The technology behind his means of communication was upgraded through the years, offering him the chance to sound less like a machine, but he insisted on sticking to the original voice because it had effectively become his own.
The renowned theoretical physicist, who died Wednesday at age 76, lost his ability to speak more than three decades ago after a tracheotomy linked to complications in the motor neuron disease he was diagnosed with at age 21.
He later told the BBC he had considered committing suicide by not breathing after the operation, but he said the “reflex to breathe was too strong.”
Hawking started to communicate again using his eyebrows to indicate letters on a spelling card.
A Cambridge University colleague, Martin King, contacted U.S. company Words Plus, which had developed a program to allow a user to select words using a hand clicker, according to a 2014 report in Wired magazine. It was linked to an early speech synthesizer, which turned Hawking’s text into spoken language.
In 1997, PC chipmaker Intel Corp. stepped in to improve Hawking’s computer-based communication system, and in 2014 it upgraded the technology to make it faster and easier for Hawking to communicate.
It used algorithms developed by SwiftKey, a British software company acquired by Microsoft, best known for its predictive text technology used in smartphones.

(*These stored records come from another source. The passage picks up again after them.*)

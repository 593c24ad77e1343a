//! Shell session endpoints.

use std::sync::Arc;

use axum::extract::{Path, State};
use axum::http::StatusCode;
use axum::Json;
use serde::Serialize;

use gough_control::types::{OpenShellRequest, OpenShellResponse};
use gough_core::SessionId;
use gough_store::Store;

use crate::auth::{AuthUser, RequestContext};
use crate::error::ApiError;
use crate::handlers::{envelope, Envelope};
use crate::state::GatewayState;

/// `POST /api/v1/shell/sessions`
pub async fn open<S: Store + 'static>(
    State(state): State<Arc<GatewayState<S>>>,
    ctx: RequestContext,
    caller: AuthUser,
    Json(request): Json<OpenShellRequest>,
) -> Result<(StatusCode, Json<Envelope<OpenShellResponse>>), ApiError> {
    if request.public_key.trim().is_empty() {
        return Err(ApiError::BadRequest("public_key is required".into()));
    }

    let response = state
        .broker
        .open_shell(&caller.user_id, &request, &ctx.client_ip, &ctx.request_id)
        .await?;

    state.metrics.sessions_opened.inc();
    state.metrics.sessions_live.inc();

    Ok((StatusCode::CREATED, envelope(&ctx, response)))
}

#[derive(Debug, Serialize)]
pub(crate) struct TerminateResponse {
    terminated: bool,
}

/// `DELETE /api/v1/shell/sessions/{id}`
pub async fn terminate<S: Store + 'static>(
    State(state): State<Arc<GatewayState<S>>>,
    ctx: RequestContext,
    caller: AuthUser,
    Path(session_id): Path<SessionId>,
) -> Result<Json<Envelope<TerminateResponse>>, ApiError> {
    state
        .broker
        .terminate(&session_id, &caller.user_id, &ctx.request_id)?;
    state.metrics.sessions_live.dec();
    Ok(envelope(&ctx, TerminateResponse { terminated: true }))
}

Senior software engineer Joe Osborne said he soon realized the impact SwiftKey’s natural language and artificial intelligence technology could have on Hawking’s communication.
“It was always hard not to have a hero complex when you start working with someone like that,” he said Wednesday. “He was a pretty witty guy. There were jokes aplenty. But with his background we could talk about some of the mathematical models” that underlay the technology.
He said Hawking was certainly not SwiftKey’s usual user.
“You realize how much of a lifeline communication is when you spent time with him,” he said.
Hawking provided lectures and other texts to help the algorithm learn his language, and it could predict the word he wanted to use by just inputting 10 percent to 15 percent of the letters.
But despite the upgrades to the software, one thing remained constant: the voice itself.
Hawking stuck with the sound produced by his first speech synthesizer made in 1986. It helped cement his place in popular culture. It was used in episodes of The Simpsons and Futurama; in Star Trek: The Next Generation, when Hawking appeared as a hologram; and by Pink Floyd, who sampled the voice for the track “Keep Talking” on the 1994 The Division Bell album.
Hawking said on his website that the robotic-sounding voice had been “described variously as Scandinavian, American or Scottish.”
“I keep it because I have not heard a voice I like better and because I have identified with it,” he said in 2006.